AI enters a barrier-free era: what does the application of sign language recognition translation mean? 04/15 Update SLTechnology News&Howtos

AI enters a barrier-free era: what does the application of sign language recognition translation mean?

2025-04-15 Update From: SLTechnology News&Howtos shulou NAV: SLTechnology News&Howtos > Internet Technology >

Shulou(Shulou.com)06/02 Report--

I believe that in people's impression, AI is a "majority" category of technology.

The so-called majority, first, means that the amount of relevant data is large and easy to accumulate, which is suitable for the characteristics that AI is extremely dependent on massive data; second, it means that the application scenario is extensive, it is easy to cash in and recover the cost, and it is suitable for the high threshold investment of AI research and development.

At present, face recognition, voice interaction and so on, which often appear around us, are in line with the above characteristics. But this does not mean that AI, which belongs to the "minority", is a blank.

On the special day of Global accessibility Day, we might as well focus on technological developments that can eliminate the distinction between the minority and the majority, such as sign language recognition for people with hearing impairment.

Sign language that you and I don't understand, why is AI so difficult to read?

Sign language is a unique way of communication for people with hearing impairment, which uses gestures to measure movements and simulates images or syllables to form certain meanings or words according to the changes of gestures. However, although this kind of communication enables people with hearing impairment to communicate with each other, or ordinary people who understand sign language to communicate with them, it still can not meet the communication needs between the hearing impaired and the general public.

This means that people with hearing impairment may encounter some inconvenience in some social and public spaces, such as government or service scenes.

AI, on the other hand, happens to be a solution.

In some software, we have begun to apply AI's gesture recognition capabilities, such as "heart comparison" when taking photos to trigger some AR effects.
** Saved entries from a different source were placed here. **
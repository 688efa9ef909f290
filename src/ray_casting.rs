//! Ray casting for pointer-based cubelet picking.
//!
//! Pointer positions are unprojected into a world-space ray, which is then
//! tested against every cubelet as an oriented box: the ray is carried into
//! the cubelet's local frame and checked against an axis-aligned box there.

use nalgebra::{Point2, Point3, Vector3, Vector4};

use crate::camera::{Camera, Projection};
use crate::cube::CubeGrid;
use crate::error::{CubeError, Result};

/// 3D ray for intersection testing
#[derive(Debug, Clone)]
pub(crate) struct Ray {
    pub(crate) origin: Point3<f32>,
    /// Normalized direction.
    pub(crate) direction: Vector3<f32>,
}

/// Axis-aligned bounding box in 3D space
#[derive(Debug, Clone)]
pub(crate) struct Aabb {
    pub(crate) min: Point3<f32>,
    pub(crate) max: Point3<f32>,
}

impl Aabb {
    /// Create an AABB centered at a point with given edge length
    pub(crate) fn from_center_size(center: Point3<f32>, size: f32) -> Self {
        let half = Vector3::repeat(size * 0.5);
        Self {
            min: center - half,
            max: center + half,
        }
    }
}

/// Convert a pointer position in pixels to normalized device coordinates.
pub(crate) fn pointer_to_ndc(x: f32, y: f32, width: f32, height: f32) -> Point2<f32> {
    Point2::new(2.0 * x / width - 1.0, 1.0 - 2.0 * y / height)
}

/// Calculate the world-space ray under a point given in normalized device coordinates
pub(crate) fn calculate_mouse_ray(
    ndc: Point2<f32>,
    camera: &Camera,
    projection: &Projection,
) -> Result<Ray> {
    let view_proj = projection.build_projection_matrix() * camera.build_view_matrix();
    let inv_view_proj = view_proj.try_inverse().ok_or(CubeError::Unprojectable)?;

    let near = inv_view_proj * Vector4::new(ndc.x, ndc.y, -1.0, 1.0);
    let far = inv_view_proj * Vector4::new(ndc.x, ndc.y, 1.0, 1.0);

    let near = Point3::from_homogeneous(near).ok_or(CubeError::Unprojectable)?;
    let far = Point3::from_homogeneous(far).ok_or(CubeError::Unprojectable)?;

    let direction = (far - near).normalize();
    if !direction.iter().chain(near.coords.iter()).all(|c| c.is_finite()) {
        return Err(CubeError::Unprojectable);
    }

    Ok(Ray {
        origin: near,
        direction,
    })
}

/// Slab test. Returns the distance along the ray to the box, if it is hit.
///
/// A ray starting inside the box reports its exit distance.
pub(crate) fn ray_aabb_intersection(ray: &Ray, aabb: &Aabb) -> Option<f32> {
    let inv_dir = ray.direction.map(|d| 1.0 / d);

    let t1 = (aabb.min - ray.origin).component_mul(&inv_dir);
    let t2 = (aabb.max - ray.origin).component_mul(&inv_dir);

    let tmin = t1.x.min(t2.x).max(t1.y.min(t2.y)).max(t1.z.min(t2.z));
    let tmax = t1.x.max(t2.x).min(t1.y.max(t2.y)).min(t1.z.max(t2.z));

    if !tmin.is_finite() || !tmax.is_finite() || tmax < 0.0 || tmin > tmax {
        None
    } else if tmin >= 0.0 {
        Some(tmin)
    } else {
        Some(tmax)
    }
}

/// Nearest cubelet hit by the ray, as `(index into grid.cubelets, distance)`.
pub(crate) fn find_intersected_cubelet(ray: &Ray, grid: &CubeGrid) -> Option<(usize, f32)> {
    let local_box = Aabb::from_center_size(Point3::origin(), grid.cubelet_size());

    grid.cubelets
        .iter()
        .enumerate()
        .filter_map(|(index, cubelet)| {
            let world = cubelet.world_transform(&grid.aggregate);
            // Isometries preserve length, so the local hit distance is the world one.
            let local_ray = Ray {
                origin: world.inverse_transform_point(&ray.origin),
                direction: world.inverse_transform_vector(&ray.direction),
            };
            ray_aabb_intersection(&local_ray, &local_box).map(|distance| (index, distance))
        })
        .min_by(|a, b| a.1.total_cmp(&b.1))
}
By matching this capture of gestures with gesture semantics, can not we achieve the translation and generation of sign language?

This logic is correct, but there is still a long way to go from correct logic to feasible application.

First of all, the expression of sign language has some particularity, so it is not easy to capture it.

We know that there is no absolute accuracy in the behavior of "gesture comparison". In addition, the expressions of some sign language words are very close, and sign language expressions are usually expressed in sentences, and there is no obvious gap between words. In the past, the use of front-facing camera in gesture recognition is basically not feasible.

So the solutions given by many technologies and teams are peripherals, such as the Kinect-based sign language translation system launched by the University of Science and Technology of China and Microsoft, and the sign language recognition gloves once launched by the University of California. But these peripherals are either low portable or expensive, so it is very difficult to popularize.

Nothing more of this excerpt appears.